Bill Kristol is good at finding new ways to be contemptible. It's bad that Marines in Afghanistan urinated on dead Taliban, he says, but you know what really makes him mad? The Obama Administration apologizing for it. 
So perhaps, as Rep. Allen West, once a battalion commander in Iraq, put it last week, all the sanctimonious Obama administration bigwigs “need to chill.” Did Defense Secretary Leon E. Panetta really need to speak up at all? Couldn’t comment have been left to some junior public affairs officer at Camp Lejeune? And once he decided to weigh in, did Panetta need to condemn the Marines’ action as not just deplorable but “utterly deplorable”? Perhaps he felt a need to match Secretary of State Hillary Clinton, who expressed not just dismay but “total dismay.”

Maybe, our current civilian leaders should spend a little less time posturing and a little more time supporting the troops who’ve been sent abroad to fight at the direction of their administration.
Kristol is congenitally unable to praise Democrats, and the overall piece veers dangerously close to being an apologia for corpse desecration. (Patton pissed in the Rhine, after all!) But what he seems not to understand is that the Obama Administration very vocally deplored the urination video because it's otherwise it's a huge victory for the Taliban.

Even Kristol's fellow warmonger Max Boot understands this:
The Marines are fighting not a total war but a counterinsurgency in which their goal is not only to militarily defeat the enemy but to win over the population.
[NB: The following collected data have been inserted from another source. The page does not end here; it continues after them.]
//! Routes for the Session & Wagon Progress bounded context.

use axum::extract::{Path, State};
use axum::http::StatusCode;
use axum::routing::{get, post};
use axum::{Json, Router};
use runaway_core::identity::SessionId;
use serde::Serialize;
use tracing::{info, instrument};
use uuid::Uuid;

use runaway_session::application::query_handlers::{self, SessionView};
use runaway_session::application::command_handlers;
use runaway_session::domain::commands;

use crate::error::ApiError;
use crate::routes::{chat, guess};
use crate::state::AppState;

/// Response body for POST /{session_id}/advance.
#[derive(Debug, Serialize)]
pub struct AdvanceResponse {
    /// The advanced session.
    pub session_id: SessionId,
    /// Index of the wagon the session is now in.
    pub wagon_id: u32,
    /// Theme of the new wagon.
    pub theme: String,
}

/// Response body for DELETE /{session_id}.
#[derive(Debug, Serialize)]
pub struct TerminateResponse {
    /// The terminated session.
    pub session_id: SessionId,
    /// Always `"terminated"`.
    pub status: &'static str,
}

/// POST /
#[instrument(skip(state))]
async fn create_session(State(state): State<AppState>) -> (StatusCode, Json<SessionView>) {
    let command = commands::CreateSession {
        correlation_id: Uuid::new_v4(),
    };

    info!(correlation_id = %command.correlation_id, "handling create_session command");

    let session =
        command_handlers::handle_create_session(&command, &state.sessions, state.catalog.as_ref())
            .await;

    info!(session_id = %session.session_id, "created session");
    (StatusCode::CREATED, Json(SessionView::from(&session)))
}

/// GET /{session_id}
#[instrument(skip(state), fields(session_id = %session_id))]
async fn get_session(
    State(state): State<AppState>,
    Path(session_id): Path<SessionId>,
) -> Result<Json<SessionView>, ApiError> {
    let view = query_handlers::get_session_view(session_id, &state.sessions).await?;
    Ok(Json(view))
}

/// DELETE /{session_id}
#[instrument(skip(state), fields(session_id = %session_id))]
async fn terminate_session(
    State(state): State<AppState>,
    Path(session_id): Path<SessionId>,
) -> Result<Json<TerminateResponse>, ApiError> {
    let command = commands::TerminateSession {
        correlation_id: Uuid::new_v4(),
        session_id,
    };

    info!(correlation_id = %command.correlation_id, "handling terminate_session command");

    command_handlers::handle_terminate_session(&command, &state.sessions).await?;

    Ok(Json(TerminateResponse {
        session_id,
        status: "terminated",
    }))
}

/// POST /{session_id}/advance
#[instrument(skip(state), fields(session_id = %session_id))]
async fn advance_wagon(
    State(state): State<AppState>,
    Path(session_id): Path<SessionId>,
) -> Result<Json<AdvanceResponse>, ApiError> {
    let command = commands::AdvanceWagon {
        correlation_id: Uuid::new_v4(),
        session_id,
    };

    info!(correlation_id = %command.correlation_id, "handling advance_wagon command");

    let outcome =
        command_handlers::handle_advance_wagon(&command, &state.sessions, state.catalog.as_ref())
            .await?;

    Ok(Json(AdvanceResponse {
        session_id,
        wagon_id: outcome.wagon_id,
        theme: outcome.theme,
    }))
}

/// Returns the router for the session context, including the chat and
/// guessing routes scoped under a session.
pub fn router() -> Router<AppState> {
    Router::new()
        .route("/", post(create_session))
        .route("/{session_id}", get(get_session).delete(terminate_session))
        .route("/{session_id}/advance", post(advance_wagon))
        .merge(chat::router())
        .merge(guess::router())
}

#[cfg(test)]
mod tests {
    use super::*;

    use std::sync::Arc;

    use axum::body::Body;
    use axum::http::Request;
    use chrono::{TimeZone, Utc};
    use runaway_core::catalog::WagonCatalog;
    use runaway_test_support::{
        FailingWagonCatalog, FixedClock, FixedScorer, RecordingGuessGenerator, StaticWagonCatalog,
        StubDialogueGenerator, StubSpeech,
    };
    use serde_json::Value;
    use tower::ServiceExt;

    fn app_state_with(catalog: Arc<dyn WagonCatalog>) -> AppState {
        AppState::new(
            Arc::new(FixedClock(Utc.with_ymd_and_hms(2026, 1, 15, 10, 0, 0).unwrap())),
            catalog,
            Arc::new(StubDialogueGenerator::new("Hello.")),
            Arc::new(RecordingGuessGenerator::new("Nostromo", "A ship.")),
            Arc::new(FixedScorer(0.5)),
            Arc::new(StubSpeech(Vec::new())),
        )
    }

    fn test_app_state() -> AppState {
        app_state_with(Arc::new(StaticWagonCatalog::with_wagons(2)))
    }

    async fn send(app: Router, method: &str, uri: &str) -> (StatusCode, Value) {
        let request = Request::builder()
            .method(method)
            .uri(uri)
            .body(Body::empty())
            .unwrap();

        let response = app.oneshot(request).await.unwrap();
        let status = response.status();
        let body_bytes = axum::body::to_bytes(response.into_body(), usize::MAX)
            .await
            .unwrap();
        (status, serde_json::from_slice(&body_bytes).unwrap())
    }

    #[tokio::test]
    async fn test_create_session_returns_201_with_view() {
        // Arrange
        let app = router().with_state(test_app_state());

        // Act
        let (status, json) = send(app, "POST", "/").await;

        // Assert
        assert_eq!(status, StatusCode::CREATED);
        Uuid::parse_str(json["session_id"].as_str().unwrap()).unwrap();
        assert_eq!(json["current_wagon"]["wagon_id"], 0);
        assert_eq!(json["current_wagon"]["theme"], "theme-0");
        assert!(json["current_wagon"].get("passcode").is_none());
    }

    #[tokio::test]
    async fn test_create_session_succeeds_without_dataset() {
        let app = router().with_state(app_state_with(Arc::new(FailingWagonCatalog)));

        let (status, json) = send(app, "POST", "/").await;

        assert_eq!(status, StatusCode::CREATED);
        assert_eq!(json["current_wagon"]["theme"], "");
    }

    #[tokio::test]
    async fn test_get_unknown_session_returns_404() {
        let app = router().with_state(test_app_state());

        let (status, json) = send(app, "GET", &format!("/{}", Uuid::new_v4())).await;

        assert_eq!(status, StatusCode::NOT_FOUND);
        assert_eq!(json["error"], "session_not_found");
    }

    #[tokio::test]
    async fn test_advance_twice_hits_last_wagon() {
        // Arrange
        let state = test_app_state();
        let session = state.sessions.create().await;
        let app = router().with_state(state);
        let uri = format!("/{}/advance", session.session_id);

        // Act
        let (first_status, first) = send(app.clone(), "POST", &uri).await;
        let (second_status, second) = send(app, "POST", &uri).await;

        // Assert
        assert_eq!(first_status, StatusCode::OK);
        assert_eq!(first["wagon_id"], 1);
        assert_eq!(first["theme"], "theme-1");
        assert_eq!(second_status, StatusCode::BAD_REQUEST);
        assert_eq!(second["error"], "cannot_advance");
    }

    #[tokio::test]
    async fn test_terminate_removes_session() {
        let state = test_app_state();
        let session = state.sessions.create().await;
        let app = router().with_state(state.clone());
        let uri = format!("/{}", session.session_id);

        let (status, json) = send(app.clone(), "DELETE", &uri).await;
        let (again, _) = send(app, "DELETE", &uri).await;

        assert_eq!(status, StatusCode::OK);
        assert_eq!(json["status"], "terminated");
        assert_eq!(again, StatusCode::NOT_FOUND);
        assert!(state.sessions.is_empty().await);
    }
}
This could potentially make that job harder. 
The Marines often speak of the “strategic corporal”–the notion being that decisions made even by a lowly corporal can have high-level repercussions. This is a perfect example; indeed, one of the urinating Marines was a corporal.
The reason top-level administration figures weighed in was because the acts of a few stupid Marines was potentially devastating to the war's strategic aims, one of which is winning over the population. (Afghan President Hamid Karzai is also pretty good at loudly condemning U.S. errors in order to shore up his own position.) Contrition from senior, recognizable figures was required to minimize the damage.

Kristol, though, turns this incident into one of Obama not loving the troops enough. "He and his administration have a responsibility to err on the side of supporting our troops, rather than competing to chastise them sanctimoniously," Kristol writes. But if those troops commit an act that actively aids the enemy, what the hell else is there to do? Bill Kristol wants his war in Afghanistan. But maybe he just mostly wants to use it as a cudgel against Democrats. Because this column makes clear that he has no clue about—and maybe less interest in—achieving victory.